Well, we’re not getting a Bloodborne sequel just yet, so Focus Home Interactive’s Call of Cthulhu will have to occupy our longing for Lovecraftian worlds. Developed by Cyanide and due out later this year on the PlayStation 4, you’ll play as a private investigator named Edward Pierce, who travels to an isolated mansion on Darkwater Island in order to investigate a murder.
The gameplay loop will see you working as a detective from a first-person perspective. As the plot progresses, you’ll gradually unravel threads relating to the occult, and it’ll be down to you whether you maintain the private eye’s sanity and crack the case – or embrace the madness. It all certainly sounds strong on paper – let’s hope the developer can deliver.
[source youtube.com]
Comments 7
Looking forward to this one. I'm a huge fan of the Cthulhu Mythos and have always wanted a game that really recreates the absolute insanity of HP Lovecraft fiction. Fingers crossed it not a huge pile of bobbins.
Could be great, it's one to keep an eye on.
Lovecraft is notoriously difficult to adapt (racism and so on aside) because of the point that beings are unimagenable. To my mind, Bloodborne got the closest so far.
Cool, what with this releasing later this year and The Sinking City in March 2019, it’s awesome for fans of all things Lovecraftian 🐙🐙🐙
@Rudy_Manchego I've been getting more into Lovecraft lately and just found that out! Kind of a bummer, LOL. This game looks cool tho.
Finally a game that seems to capture a good Mythos atmosphere. A slow-poke adventure game like this is an ideal medium for it, not action games or platformers. It has potential.
@Rudy_Manchego I agree. For me the Mythos-based books were all about psychological horror or terror, not gore and action. The resounding note was that of hopelessness, not matter what you did they would get to you.
Most game developers however, took the idea of otherworldly gods and turned them into tangible Alien beings you could fight or even kill with a gun or bomb. They don't capture the surrealism and mystery, and always become "too gamey" at some point. A lot of developers who claim to be fans of the Mythos haven't actually read any of the books it seems, and are limited to an wikipedia-induced understanding that translates into "squid-like creatures from another dimension".

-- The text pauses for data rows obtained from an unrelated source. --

use std::io::Read;
use std::process::ExitCode;

use log::{error, info};
use serial_device::prelude::*;

fn usage() {
    eprintln!("usage: serial_device [<device> [baud]]");
}

/// print available serial ports
fn list_ports() -> ExitCode {
    match tokio_serial::available_ports() {
        Ok(ports) => {
            for port in ports {
                println!("{}", port.port_name);
            }
            ExitCode::SUCCESS
        }
        Err(e) => {
            error!("Error listing ports: {e}");
            ExitCode::FAILURE
        }
    }
}

/// dump received bytes as hex until the device stops
fn monitor(path: &str, config: LineConfig) -> ExitCode {
    let device = match SerialDevice::open(path, config) {
        Ok(device) => device,
        Err(e) => {
            error!("{e}");
            return ExitCode::FAILURE;
        }
    };

    let mut buffer = [0u8; 1024];
    let mut reader = device.input_stream();
    let code = loop {
        match reader.read(&mut buffer) {
            Ok(0) => {
                info!("{path} reached end of stream");
                break ExitCode::SUCCESS;
            }
            Ok(n) => println!("{}", hex::encode(&buffer[..n])),
            Err(e) => {
                error!("Read from {path} failed: {e}");
                break ExitCode::FAILURE;
            }
        }
    };

    if let Err(e) = device.close() {
        error!("Close of {path} failed: {e}");
    }
    code
}

fn main() -> ExitCode {
    env_logger::Builder::from_env(env_logger::Env::default().default_filter_or("info")).init();

    let args: Vec<String> = std::env::args().skip(1).collect();
    match args.as_slice() {
        [] => list_ports(),
        [path] => monitor(path, LineConfig::default()),
        [path, baud] => match baud.parse() {
            Ok(baud) => monitor(path, LineConfig::default().with_baud_rate(baud)),
            Err(_) => {
                usage();
                ExitCode::FAILURE
            }
        },
        _ => {
            usage();
            ExitCode::FAILURE
        }
    }
}
//! Line settings for a serial device.
//!
//! Values are carried as the plain integers the native open call understands
//! and are never coerced here; an unsupported combination is reported by the
//! open itself.

use std::fmt;

/// serial port baud rate
pub const COMMON_BAUD_RATES: &[u32] = &[
    4800, 9600, 19200, 38400, 57600, 115200, 230400, 460800, 500000, 576000, 921600, 1000000,
    1500000, 2000000,
];

/// no parity bit
pub const PARITY_NONE: u8 = 0;
/// odd parity
pub const PARITY_ODD: u8 = 1;
/// even parity
pub const PARITY_EVEN: u8 = 2;

/// no flow control
pub const FLOW_NONE: u8 = 0;
/// RTS/CTS
pub const FLOW_HARDWARE: u8 = 1;
/// XON/XOFF
pub const FLOW_SOFTWARE: u8 = 2;

/// serial line settings
#[derive(Clone, Copy, Debug, PartialEq, Eq, Hash)]
pub struct LineConfig {
    pub baud_rate: u32,
    pub stop_bits: u8,
    pub data_bits: u8,
    pub parity: u8,
    pub flow_control: u8,
    /// Extra `open(2)` flags, OR-ed with `O_RDWR`.
    pub flags: i32,
}

impl LineConfig {
    /// line settings with every field given explicitly
    pub const fn new(
        baud_rate: u32,
        stop_bits: u8,
        data_bits: u8,
        parity: u8,
        flow_control: u8,
        flags: i32,
    ) -> Self {
        LineConfig {
            baud_rate,
            stop_bits,
            data_bits,
            parity,
            flow_control,
            flags,
        }
    }

    pub const fn with_baud_rate(mut self, baud_rate: u32) -> Self {
        self.baud_rate = baud_rate;
        self
    }

    pub const fn with_stop_bits(mut self, stop_bits: u8) -> Self {
        self.stop_bits = stop_bits;
        self
    }

    pub const fn with_data_bits(mut self, data_bits: u8) -> Self {
        self.data_bits = data_bits;
        self
    }

    pub const fn with_parity(mut self, parity: u8) -> Self {
        self.parity = parity;
        self
    }

    pub const fn with_flow_control(mut self, flow_control: u8) -> Self {
        self.flow_control = flow_control;
        self
    }

    pub const fn with_flags(mut self, flags: i32) -> Self {
        self.flags = flags;
        self
    }

    /// get parity name
    pub fn parity_name(&self) -> &'static str {
        match self.parity {
            PARITY_NONE => "None",
            PARITY_ODD => "Odd",
            PARITY_EVEN => "Even",
            _ => "Unknown",
        }
    }

    /// get flow control name
    pub fn flow_control_name(&self) -> &'static str {
        match self.flow_control {
            FLOW_NONE => "None",
            FLOW_HARDWARE => "Hardware",
            FLOW_SOFTWARE => "Software",
            _ => "Unknown",
        }
    }
}

impl Default for LineConfig {
    fn default() -> Self {
        LineConfig::new(115200, 1, 8, PARITY_NONE, FLOW_NONE, 0)
    }
}

/// Short form such as `9600 8N1`.
impl fmt::Display for LineConfig {
    fn fmt(&self, f: &mut fmt::Formatter<'_>) -> fmt::Result {
        let parity = match self.parity {
            PARITY_NONE => 'N',
            PARITY_ODD => 'O',
            PARITY_EVEN => 'E',
            _ => '?',
        };
        write!(
            f,
            "{} {}{}{}",
            self.baud_rate, self.data_bits, parity, self.stop_bits
        )?;
        if self.flow_control != FLOW_NONE {
            write!(f, " flow={}", self.flow_control_name())?;
        }
        if self.flags != 0 {
            write!(f, " flags={:#o}", self.flags)?;
        }
        Ok(())
    }
}

#[cfg(test)]
mod tests {
    use super::*;

    #[test]
    fn test_default_is_115200_8n1() {
        let config = LineConfig::default();
        assert_eq!(config, LineConfig::new(115200, 1, 8, 0, 0, 0));
        assert_eq!(config.to_string(), "115200 8N1");
    }

    #[test]
    fn test_setters_keep_values_verbatim() {
        let config = LineConfig::default()
            .with_baud_rate(9600)
            .with_stop_bits(2)
            .with_data_bits(7)
            .with_parity(PARITY_EVEN)
            .with_flow_control(FLOW_HARDWARE)
            .with_flags(0o4000);
        assert_eq!(config.baud_rate, 9600);
        assert_eq!(config.stop_bits, 2);
        assert_eq!(config.data_bits, 7);
        assert_eq!(config.parity, PARITY_EVEN);
        assert_eq!(config.flow_control, FLOW_HARDWARE);
        assert_eq!(config.flags, 0o4000);
        assert_eq!(config.to_string(), "9600 7E2 flow=Hardware flags=0o4000");
    }

    #[test]
    fn test_unknown_values_are_not_coerced() {
        let config = LineConfig::default().with_parity(9).with_flow_control(7);
        assert_eq!(config.parity, 9);
        assert_eq!(config.parity_name(), "Unknown");
        assert_eq!(config.flow_control_name(), "Unknown");
        assert!(config.to_string().contains("8?1"));
    }

    #[test]
    fn test_common_baud_rates_sorted() {
        assert!(COMMON_BAUD_RATES.windows(2).all(|w| w[0] < w[1]));
        assert!(COMMON_BAUD_RATES.contains(&9600));
    }
}
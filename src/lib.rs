//! # Serial Device
//!
//! Managed access to a serial (UART/tty) device node.
//!
//! Opening a device runs in two steps:
//!
//! - **Permission negotiation**: if the process cannot read and write the
//!   node, a superuser helper is asked to `chmod 666` it.
//! - **Native open**: the node is opened and its line settings (baud rate,
//!   stop bits, data bits, parity, flow control, extra open flags) are applied
//!   through termios in one step.
//!
//! The result is a [`SerialDevice`](serial::SerialDevice) exposing an
//! unbuffered reader and writer over the same handle, plus an explicit close.
//!
//! ## Architecture
//!
//! - [`serial`]: device acquisition, line settings and byte streams
//! - [`error`]: custom error types
//!
//! ```no_run
//! use std::io::Write;
//! use serial_device::prelude::*;
//!
//! let device = SerialDevice::open("/dev/ttyS1", LineConfig::default())?;
//! device.output_stream().write_all(b"AT\r\n")?;
//! device.close()?;
//! # Ok::<(), Box<dyn std::error::Error>>(())
//! ```

pub mod error;
pub mod serial;

/// Re-exports for convenience
pub mod prelude {
    pub use crate::error::*;
    pub use crate::serial::config::*;
    pub use crate::serial::{
        AccessCheck, DeviceReader, DeviceWriter, Escalation, NativeOpen, OsAccess,
        PermissionNegotiator, SerialDevice, SuEscalation, TermiosOpener,
    };
}
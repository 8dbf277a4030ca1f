//! URL reachability verification.
//!
//! [`HttpChecker`] probes a single URL with a HEAD request; the coordinator
//! fans those probes out over a bounded worker pool and hands back verdicts in
//! input order.

mod checker;
mod coordinator;

pub use checker::{is_reachable_status, Checker, HttpChecker, CHECK_TIMEOUT};
pub use coordinator::{verify_all, verify_all_with, Verdict, VerdictObserver, Verification};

I think the game 'Call of Cthulhu: Dark Corners of the Earth' did a good job of capturing the mood of the books ... apart from the latter action parts of the game, which were disappointing to me.
Personally, I think the 'exploration game' genre would be the best to capture the mood and atmosphere of the Cthulhu Mythos, something in style of 'Dear Esther', 'Everybody's Gone to the Rapture' and 'What Remains of Edith Finch'.